Missouri Gov. Jay Nixon is to leave office Jan. 9 after two terms as the chief executive and 30 years in public office, including time spent as attorney general and a state senator.
He has no plans to run for office again. So the outgoing Democratic governor is taking stock of his public-service career and the legacy he leaves behind as he turns the state’s management over to Republican Gov.-elect Eric Greitens.
“There’s a whole lot of things that we’ve made solid accomplishments on and I’m very proud of,” Nixon said in an interview with The Associated Press.
Here’s a look at some of the actions Nixon has taken, as well as some of the major events that have shaped his tenure.
Nixon took office in January 2009 with the economy in a recession and the budget in a hole. He began cutting spending almost immediately and has made repeated reductions to the budgets passed by the Legislature in subsequent years. By Nixon’s tally, he’s restricted more than $2.2 billion in spending during his tenure and eliminated more than 5,000 full-time state employee positions. Nixon says his fiscal stewardship helped Missouri maintain its top-tier credit rating. Despite the spending cuts, Missouri’s overall budget still grew by about 18 percent during Nixon’s eight years in office.
Basic state aid for public K-12 schools stands at more than $3.3 billion this year, which Nixon notes is a record. Yet even that has fallen hundreds of millions of dollars short of what’s called for by state law. After recession-induced reductions, budgeted funding for public colleges and universities has finally surpassed its previous high set in 2002. Scholarships for community colleges have been expanded. Tuition hikes have been restrained because Nixon negotiated tuition freezes in some years.
Nixon campaigned on a pledge to restore Medicaid health care coverage that had been eliminated or reduced for hundreds of thousands of low-income adults under his predecessor, Republican Gov. Matt Blunt. A full reversal never happened. But Nixon did sign bills restoring some of the reductions and enacted measures expanding mental health services. He pushed aggressively for Medicaid eligibility expansion under the terms of President Barack Obama’s 2010 health care law but was repeatedly shot down by the Republican-led Legislature.
Nixon ended the patronage system of awarding state license offices to political supporters, instead making them all competitively bid. He called consistently for the restoration of campaign contribution limits, though he benefited from large donations. Contribution limits were restored in November by voters, though Nixon had nothing to do with the citizen initiative that put it on the ballot. He signed a law in 2016 requiring elected officials to wait a while before becoming lobbyists.
Nixon used the governor’s office to promote Missouri’s outdoors. The state’s park system grew under Nixon’s watch and set a record of more than 20 million visitors in 2016. Nixon did his best to personally boost those figures, walking hundreds of miles of trails and challenging others to do the same.
Nixon responded quickly when the nation’s deadliest tornado in six decades tore through Joplin in May 2011, killing 161 people and destroying a large swath of the city. He returned repeatedly to mark milestones in the city’s redevelopment. Nixon also managed the state’s response through various floods, droughts, blizzards and storms – generally receiving positive reviews.
Reviews of the governor’s response were not very good after the August 2014 fatal Ferguson police shooting of Michael Brown, a black 18-year-old. The shooting touched off widespread protests, occasional looting and spurred a national discussion about race relations and police. Nixon drew criticism both from those who wanted a more and less forceful police response to the protests. But he was particularly criticized for not more aggressively deploying the National Guard to protect property from arson after a grand jury decided not to indict the officer. Nixon notes that the measured response avoided any loss of life in clashes between law officers and demonstrators.

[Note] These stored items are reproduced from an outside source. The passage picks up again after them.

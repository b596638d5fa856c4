use std::fs::File;
use std::io::Read;
use std::path::Path;

use serde::Deserialize;
use tracing::{debug, trace};

use crate::core::{Field, RecordSet, StateRecord};
use crate::error::{ChartError, ChartResult};

/// Columns that must be present in the header row.
pub const REQUIRED_COLUMNS: [&str; 8] = [
    "state",
    "abbr",
    "poverty",
    "age",
    "income",
    "healthcare",
    "smokes",
    "obesity",
];

#[derive(Debug, Deserialize)]
struct CsvRow {
    state: String,
    abbr: String,
    poverty: f64,
    age: f64,
    income: f64,
    healthcare: f64,
    smokes: f64,
    obesity: f64,
}

impl From<CsvRow> for StateRecord {
    fn from(row: CsvRow) -> Self {
        Self {
            state: row.state,
            abbr: row.abbr,
            poverty: row.poverty,
            age: row.age,
            income: row.income,
            healthcare: row.healthcare,
            smokes: row.smokes,
            obesity: row.obesity,
        }
    }
}

/// Loads the record set from a CSV file. One attempt, no retry.
pub fn load_records_from_path(path: impl AsRef<Path>) -> ChartResult<RecordSet> {
    let path = path.as_ref();
    let source_name = path.display().to_string();
    let file = File::open(path)
        .map_err(|err| ChartError::data_load(&source_name, format!("cannot open file: {err}")))?;
    load_records_from_reader(file, &source_name)
}

/// Loads the record set from any CSV byte stream.
///
/// `source_name` only labels errors and log lines.
pub fn load_records_from_reader<R: Read>(reader: R, source_name: &str) -> ChartResult<RecordSet> {
    let mut csv_reader = csv::ReaderBuilder::new()
        .has_headers(true)
        .trim(csv::Trim::All)
        .from_reader(reader);

    let headers = csv_reader
        .headers()
        .map_err(|err| ChartError::data_load(source_name, format!("unreadable header: {err}")))?
        .clone();
    if let Some(missing) = REQUIRED_COLUMNS
        .iter()
        .find(|column| !headers.iter().any(|header| header == **column))
    {
        return Err(ChartError::data_load(
            source_name,
            format!("missing required column `{missing}`"),
        ));
    }

    let mut records = Vec::new();
    for (row_index, row) in csv_reader.deserialize::<CsvRow>().enumerate() {
        // Header is line 1.
        let line = row_index + 2;
        let row = row.map_err(|err| {
            ChartError::data_load(source_name, format!("malformed row at line {line}: {err}"))
        })?;
        let record = StateRecord::from(row);
        record.validate().map_err(|err| {
            ChartError::data_load(source_name, format!("invalid row at line {line}: {err}"))
        })?;
        trace!(line, abbr = %record.abbr, "parsed record");
        records.push(record);
    }

    if records.is_empty() {
        return Err(ChartError::data_load(source_name, "no data rows"));
    }

    let set = RecordSet::new(records)
        .map_err(|err| ChartError::data_load(source_name, err.to_string()))?;
    debug!(
        source = source_name,
        records = set.len(),
        poverty_extent = ?set.extent(Field::Poverty),
        "loaded records"
    );
    Ok(set)
}
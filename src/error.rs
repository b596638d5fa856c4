use thiserror::Error;

pub type ChartResult<T> = Result<T, ChartError>;

#[derive(Debug, Error)]
pub enum ChartError {
    #[error("invalid viewport size: width={width}, height={height}")]
    InvalidViewport { width: u32, height: u32 },

    #[error("invalid data: {0}")]
    InvalidData(String),

    /// The record source is missing, unreadable or malformed.
    #[error("failed to load records from `{source_name}`: {reason}")]
    DataLoad { source_name: String, reason: String },
}

impl ChartError {
    pub(crate) fn data_load(source_name: impl Into<String>, reason: impl Into<String>) -> Self {
        Self::DataLoad {
            source_name: source_name.into(),
            reason: reason.into(),
        }
    }

    #[must_use]
    pub fn is_data_load(&self) -> bool {
        matches!(self, Self::DataLoad { .. })
    }
}
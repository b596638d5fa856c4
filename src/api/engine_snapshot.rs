use indexmap::IndexMap;
use serde::{Deserialize, Serialize};

use crate::core::{AxisSelection, PlotArea, Viewport};

use super::MarkerPosition;

/// Serializable deterministic state snapshot used by regression tests and
/// debugging tooling.
#[derive(Debug, Clone, PartialEq, Serialize, Deserialize)]
pub struct ChartSnapshot {
    pub viewport: Viewport,
    pub plot: PlotArea,
    pub selection: AxisSelection,
    /// Target domains, ignoring any running transition.
    pub x_domain: (f64, f64),
    pub y_domain: (f64, f64),
    pub clock_ms: f64,
    pub animating: bool,
    pub hovered: Option<usize>,
    /// Axis title text keyed by field column, mapped to its active flag.
    pub axis_titles: IndexMap<String, bool>,
    pub markers: Vec<MarkerPosition>,
}
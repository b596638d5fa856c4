use crate::error::{ChartError, ChartResult};

use super::RenderStyle;

pub(super) fn validate_render_style(style: RenderStyle) -> ChartResult<RenderStyle> {
    for color in [
        style.marker_fill_color,
        style.marker_stroke_color,
        style.marker_label_color,
        style.axis_line_color,
        style.axis_tick_label_color,
        style.active_title_color,
        style.inactive_title_color,
        style.tooltip_background_color,
        style.tooltip_text_color,
    ] {
        color.validate()?;
    }

    for (name, value) in [
        ("marker_label_font_size_px", style.marker_label_font_size_px),
        ("axis_line_width", style.axis_line_width),
        ("axis_tick_font_size_px", style.axis_tick_font_size_px),
        ("title_font_size_px", style.title_font_size_px),
        ("tooltip_font_size_px", style.tooltip_font_size_px),
        ("tooltip_line_height_ratio", style.tooltip_line_height_ratio),
        ("char_width_ratio", style.char_width_ratio),
    ] {
        if !value.is_finite() || value <= 0.0 {
            return Err(ChartError::InvalidData(format!(
                "render style `{name}` must be finite and > 0"
            )));
        }
    }

    for (name, value) in [
        ("marker_stroke_width", style.marker_stroke_width),
        ("axis_tick_size_px", style.axis_tick_size_px),
        ("axis_tick_padding_px", style.axis_tick_padding_px),
        ("tooltip_padding_px", style.tooltip_padding_px),
        ("tooltip_corner_radius_px", style.tooltip_corner_radius_px),
    ] {
        if !value.is_finite() || value < 0.0 {
            return Err(ChartError::InvalidData(format!(
                "render style `{name}` must be finite and >= 0"
            )));
        }
    }

    Ok(style)
}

Paired against Republican supermajorities in the Legislature during his second term, Nixon set an unwanted record as Missouri’s most overridden governor. The Legislature successfully overrode 96 Nixon vetoes of bills and budget items – more than four times the combined total for all other governors in Missouri history. Lawmakers overrode him to enact income tax cuts, relax gun laws and require photo ID of voters, among other things.